Insults and Agents Affecting Ambulationin Pigsa

Insult Type

Injury, Lesion, or Disease

Comments

Traumatic

Fractures of long bones or vertebrae

Acute or chronic. Outbreaks may have underlying nutritional component. See "metabolic bone disease" under nutritional or toxic insult type below.

Electric shock

Lumbosacral vertebral fractures; lethal or sublethal.

Iatrogenic muscular dystrophy

Motor nerve trauma. Poor injection placement (ham or paravertebral). Irritating injectables and adjuvants.

Fibrocartilaginous emboli

Paresis, paralysis in finishing pigs; can occur with metabolic bone disease.

Foot (hoof, claw) lesions

Direct or indirect contributor via pain, bacterial infection.

Athletic injury

Bruising, swelling, joint or muscle pain.

Sunburn

Crouching or swayback behavior in response to dorsal pain.

Infectious

Bacterial myelitis

Bacterial meningitis

(See the table Common Bacterial Agents Associated With Lameness)

Trauma from tail biting, facial or ear necrosis, abrasions, wounds. Usually endemic bacteria.

Viral myelitis, encephalitis

Vesicular diseases

(See the table Viral Agents That May Contribute to Lameness Expression or Ataxia)

Ataxia, paresis, central paralysis, or peripheral nerve effects. Sporadic outbreaks result in herd immunity for some. Viral infections with direct effect or as risk factors.

Edema disease

Ataxia. Effect of Escherichia coli Shiga-like toxin; can be chronic.

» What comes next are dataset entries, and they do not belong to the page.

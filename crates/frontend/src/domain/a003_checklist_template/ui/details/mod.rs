//! Карточка шаблона чек-листа с редактором пунктов и версиями

mod view;
mod view_model;

pub use view::ChecklistTemplateDetails;
pub use view_model::ChecklistTemplateDetailsViewModel;
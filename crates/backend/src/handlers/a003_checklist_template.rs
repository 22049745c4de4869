use axum::{extract::Path, http::StatusCode, Json};
use contracts::domain::a003_checklist_template::aggregate::{
    ChecklistTemplate, ChecklistTemplateDto, TemplateStatus,
};
use contracts::domain::common::StatusChangeRequest;
use serde_json::json;

use crate::domain::a003_checklist_template;
use crate::shared::error::{parse_id, ApiResult, ServiceError};

/// GET /api/checklist_template
pub async fn list_all() -> ApiResult<Json<Vec<ChecklistTemplate>>> {
    Ok(Json(a003_checklist_template::service::list_all().await?))
}

/// GET /api/checklist_template/:id
pub async fn get_by_id(Path(id): Path<String>) -> ApiResult<Json<ChecklistTemplate>> {
    let template = a003_checklist_template::service::get_by_id(parse_id(&id)?)
        .await?
        .ok_or_else(|| ServiceError::not_found("Шаблон чек-листа не найден"))?;
    Ok(Json(template))
}

/// POST /api/checklist_template
///
/// Изменение пунктов действующего шаблона создаёт новую версию, её id и возвращается
pub async fn upsert(Json(dto): Json<ChecklistTemplateDto>) -> ApiResult<Json<serde_json::Value>> {
    let id = if dto.id.as_deref().is_some_and(|id| !id.is_empty()) {
        a003_checklist_template::service::update(dto).await?
    } else {
        a003_checklist_template::service::create(dto).await?
    };
    Ok(Json(json!({ "id": id.to_string() })))
}

/// POST /api/checklist_template/:id/new-version
pub async fn new_version(Path(id): Path<String>) -> ApiResult<Json<serde_json::Value>> {
    let new_id = a003_checklist_template::service::new_version(parse_id(&id)?).await?;
    Ok(Json(json!({ "id": new_id.to_string() })))
}

/// POST /api/checklist_template/:id/status
pub async fn change_status(
    Path(id): Path<String>,
    Json(req): Json<StatusChangeRequest>,
) -> ApiResult<Json<ChecklistTemplate>> {
    let next = req
        .parse::<TemplateStatus>()
        .map_err(ServiceError::validation)?;
    let template = a003_checklist_template::service::change_status(parse_id(&id)?, next).await?;
    Ok(Json(template))
}

/// DELETE /api/checklist_template/:id
pub async fn delete(Path(id): Path<String>) -> ApiResult<StatusCode> {
    if a003_checklist_template::service::delete(parse_id(&id)?).await? {
        Ok(StatusCode::OK)
    } else {
        Err(ServiceError::not_found("Шаблон чек-листа не найден").into())
    }
}

/// POST /api/checklist_template/testdata
pub async fn insert_test_data() -> ApiResult<StatusCode> {
    a003_checklist_template::service::insert_test_data().await?;
    Ok(StatusCode::OK)
}
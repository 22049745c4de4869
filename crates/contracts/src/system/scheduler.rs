use chrono::{DateTime, Utc};
use serde::{Deserialize, Serialize};

/// Состояние планировщика ТО (ответ `GET /api/system/scheduler`)
#[derive(Debug, Clone, Serialize, Deserialize, Default)]
pub struct SchedulerStatus {
    pub enabled: bool,
    pub cron: String,
    pub lookahead_days: i64,
    pub is_running: bool,
    pub last_run_at: Option<DateTime<Utc>>,
    pub next_run_at: Option<DateTime<Utc>>,
    pub last_run_status: Option<String>,
    pub last_run_created: usize,
}

/// Итог одного прогона планировщика
#[derive(Debug, Clone, Serialize, Deserialize, Default, PartialEq, Eq)]
pub struct SchedulerRunResult {
    pub plans_checked: usize,
    pub work_orders_created: usize,
}
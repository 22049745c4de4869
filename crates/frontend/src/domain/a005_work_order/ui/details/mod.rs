mod view;
mod view_model;

pub use view::WorkOrderDetails;
pub use view_model::WorkOrderDetailsViewModel;
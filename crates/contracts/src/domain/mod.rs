pub mod a001_factory;
pub mod a002_equipment;
pub mod a003_checklist_template;
pub mod a004_pm_plan;
pub mod a005_work_order;
pub mod a006_corrective_maintenance;
pub mod common;
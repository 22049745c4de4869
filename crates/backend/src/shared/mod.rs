pub mod config;
pub mod data;
pub mod error;
pub mod format;
pub mod logger;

Ear infections, vestibular syndromes

Bacterial meningitis. Chronic otitis interna (eg, Streptococcus suis, Mycoplasma hyorhinis).

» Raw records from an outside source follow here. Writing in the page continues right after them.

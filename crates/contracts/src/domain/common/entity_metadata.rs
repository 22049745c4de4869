use serde::{Deserialize, Serialize};

/// Метаданные экземпляра агрегата (lifecycle tracking)
#[derive(Debug, Clone, Serialize, Deserialize)]
pub struct EntityMetadata {
    /// Дата создания записи
    pub created_at: chrono::DateTime<chrono::Utc>,
    /// Дата последнего обновления
    pub updated_at: chrono::DateTime<chrono::Utc>,
    /// Мягкое удаление (soft delete)
    pub is_deleted: bool,
    /// Версия для optimistic locking
    pub version: i32,
}

impl EntityMetadata {
    /// Создать новые метаданные для нового агрегата
    pub fn new() -> Self {
        let now = chrono::Utc::now();
        Self {
            created_at: now,
            updated_at: now,
            is_deleted: false,
            version: 0,
        }
    }

    /// Обновить timestamp
    pub fn touch(&mut self) {
        self.updated_at = chrono::Utc::now();
    }

    /// Увеличить версию
    pub fn increment_version(&mut self) {
        self.version += 1;
    }
}

impl Default for EntityMetadata {
    fn default() -> Self {
        Self::new()
    }
}
mod view;
mod view_model;

pub use view::EquipmentDetails;
pub use view_model::EquipmentDetailsViewModel;
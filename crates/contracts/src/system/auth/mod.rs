use crate::system::users::UserRole;
use serde::{Deserialize, Serialize};

#[derive(Debug, Clone, Serialize, Deserialize)]
pub struct LoginRequest {
    pub username: String,
    pub password: String,
}

#[derive(Debug, Clone, Serialize, Deserialize)]
pub struct LoginResponse {
    pub access_token: String,
    pub refresh_token: String,
    pub user: UserInfo,
}

#[derive(Debug, Clone, Serialize, Deserialize)]
pub struct RefreshRequest {
    pub refresh_token: String,
}

#[derive(Debug, Clone, Serialize, Deserialize)]
pub struct RefreshResponse {
    pub access_token: String,
}

#[derive(Debug, Clone, Serialize, Deserialize)]
pub struct UserInfo {
    pub id: String,
    pub username: String,
    pub full_name: Option<String>,
    pub email: Option<String>,
    pub role: UserRole,
    pub is_admin: bool,
}

impl UserInfo {
    pub fn can_edit(&self) -> bool {
        self.role.can_edit()
    }
}

#[derive(Debug, Clone, Serialize, Deserialize)]
pub struct TokenClaims {
    pub sub: String, // user_id
    pub username: String,
    pub role: UserRole,
    pub is_admin: bool,
    pub exp: usize, // expiration timestamp
    pub iat: usize, // issued at
}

Abscess; brain, spinal cord, other locations

Pyogenic organisms, multiple sites: Trueperella pyogenes, staphylococci, other streptococci.

Tetanus

Wound infection. Clostridium tetani, tetany.

Parasitic migration

Encephalitis or myelitis. Rare. Outdoor rearing.

Cerebellar hypoplasia

In utero viral infections (eg, Japanese encephalitis virus, Menangle virus, pestiviruses).

Nutritional or toxic

Osteochondrosis, epiphysiolysis, apophysiolysis

Multifactorial: heavily muscled fast-growing genotypes, with nutritional, traumatic, environmental and infectious risk factors.

Metabolic bone disease

Investigate bone integrity; calcium (Ca), phosphorus (P), vitamin D, phytase effects.

Inanition or hypoglycemia

Weakness, coma in suckling piglets.

Kyphosis

Metabolic bone disease in young pigs; “hump back.”

B-vitamin deficiencies

Hoof integrity (biotin); CNS (thiamin, B vitamins).

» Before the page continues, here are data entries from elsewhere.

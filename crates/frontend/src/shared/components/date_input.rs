use chrono::NaiveDate;
use leptos::prelude::*;

use crate::shared::date_utils::{parse_input_value, to_input_value};

/// Поле даты с нативным календарём браузера.
///
/// Браузер сам показывает дату в формате локали (dd.mm.yyyy для RU),
/// очистка поля даёт `None`.
#[component]
pub fn DateInput(
    #[prop(into)]
    value: Signal<Option<NaiveDate>>,
    on_change: Callback<Option<NaiveDate>>,
    #[prop(optional, into)]
    disabled: MaybeProp<bool>,
) -> impl IntoView {
    view! {
        <input
            type="date"
            class="form-control form-control--date"
            prop:value=move || to_input_value(value.get().as_ref())
            disabled=move || disabled.get().unwrap_or(false)
            on:change=move |ev| on_change.run(parse_input_value(&event_target_value(&ev)))
        />
    }
}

Micronutrient deficiencies

Malformation or stunting; vitamin A, copper (Cu), manganese (Mn) deficits.

Sodium (Na) toxicity

Water deprivation or excess sodium.

Selenium (Se) toxicity

Mixing error: hair or hoof sloughing, spinal cord lesions.

Ionophore +/– tiamulin

Mixing errors. Tiamulin treatment promotes toxicity.

Organophosphates

Aryl phosphate (delayed)

Typical CNS signs. Exposures to insecticides, chemicals. Paresis with exposures to hydraulic or transformer fluids.

Pigweed, cocklebur, etc

Access to toxic plants. Necropsy and investigation of premises.

Arsenic, metals (lead [Pb], mercury [Hg])

Feed mixing errors or contamination as sources.

Congenital or neonatal

Congenital tremors

Tremors of intent. Usually atypical porcine pestivirus. Rarely genetic or toxin-induced.

Cerebellar abiotrophy

Rare. Develop paresis by 4 weeks.

Spastic paresis

Rare. Heritable.

Congenital malformations

Cranial or limb abnormality

Causes include various toxins; viruses; vitamin A, Mn deficiencies; genetic defects.

Neonatal maladjustment

Vitamin A, thiamin deficiency. Hypoglycemia. Hypoxia.

a Examples include ataxia, paresis, paralysis, and altered gait.